However, Saayman (2010:8) poses a question: Is the change from missionary to missional indeed nothing more than a case of exchanging a term with a tainted history for an unrelated term with no historical baggage? Have we simply found a good synonym to replace the contested and unacceptable term missionary? Is it not possible that it is not simply a change in terminology, but also an important shift in meaning? Are we talking about the same phenomenon when we talk about the missionary church and the missional church? And do we in fact restore lost credibility by merely exchanging missionary for missional?

The term missional as alternative to the old missionary is actually very new; it started appearing in the mid-1990s in articles and missiological discussions. The first book to introduce this concept to the wider world was only published in 1998 (Billings 2008; Guder 1998). According to Billings (2008:1) the book grew out of the research and discussions conducted by the ‘Gospel and our Culture Network’. The main concern of this network is a desire ‘to bring the WCC’s discussions of missio Dei (‘the mission of God’) and Leslie Newbigin’s missionary insights to bear on North America’.

In the end of his article, Saayman (2010:16) appreciates the fact that the term missional originated from the creative spark of two missionaries and missiologists in the person of David Bosch and Leslie Newbigin from developing countries, and it was imported by North Atlantic countries in their process of contextualisation. Saayman (2010:16) challenges theologians from developing or non-developed countries to decide to utilise the concept, by re-importing a concept which had originated here, and then re-indigenise or re-contextualise the concept to make it really useful.

Therefore, the researcher understands a missional church as a church that defines herself and organises her life around her real purpose as an agent of God’s mission to the world. In other words, the church’s true and authentic organising principle is mission. When the church is in mission, she is the true church. The church herself not only is a product of that mission, but is also obligated and destined to extend it by whatever means possible. The mission of God flows directly through every believer and every community of faith that adheres to Jesus. To obstruct this is to block God’s purposes in and through his people (Hirsch & Altclass 2009:212).
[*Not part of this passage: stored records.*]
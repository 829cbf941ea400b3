// SPDX-FileCopyrightText: 2026 Botfleet Contributors
// SPDX-License-Identifier: MIT OR Apache-2.0

//! Conversation engine for the botfleet platform.
//!
//! Owns the per-message pipeline, the trigger post-scan over
//! LLM output (offers, actions, upsells, discounts, manual
//! verification), the start-template flow, tracker attribution, debug
//! commands and the task handlers binding all of it to the queues.

pub mod antispam;
pub mod debug;
pub mod detection;
pub mod discount;
pub mod handlers;
pub mod pipeline;
pub mod prompt;
pub mod start;
pub mod tracking;

pub use antispam::{AntiSpamHook, NoopAntiSpam};
pub use handlers::{register_all, PROCESS_MANAGER_UPDATE_TASK, PROCESS_UPDATE_TASK};
pub use pipeline::{ConversationEngine, EngineDeps, ProcessAudioPayload, PROCESS_AUDIO_TASK};
pub use start::{StartDecision, StartFlow, SEND_START_TEMPLATE_TASK};
pub use tracking::{StartAttribution, TrackingService};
Meadowlands is one of the more than 30 townships that constitute greater Soweto and where some of the forcefully removed residents of the ‘former’ western areas of Johannesburg were resettled. It is a township of Soweto adjoining Orlando which is to the east, situated east of Dobsonville and north of Dube. It takes its name from agricultural holdings laid out in 1924. The name is descriptive of the low-lying grassland (Raper 2004). The design and the architectural plan of the houses were inferior and monotonous. There is a striking correlation between the demographics of the then western areas and the current Meadowlands. In both situations migrant labourers are tenants and the population is mostly made up of young people; furthermore, the youth constitute a greater number of the unemployed in the area. Meadowlands, similarly to Soweto as a whole, is becoming a class community and poverty is rampant.

The LECSA and PEMS Meadowlands is supposedly a localised expression of the missional character of the church and is situated in Meadowlands Zone One, Soweto, as a parish. The church’s physical structure was built in 1972 – two years after the researcher was christened at the age of 5 months at the LECSA and PEMS in Jabavu.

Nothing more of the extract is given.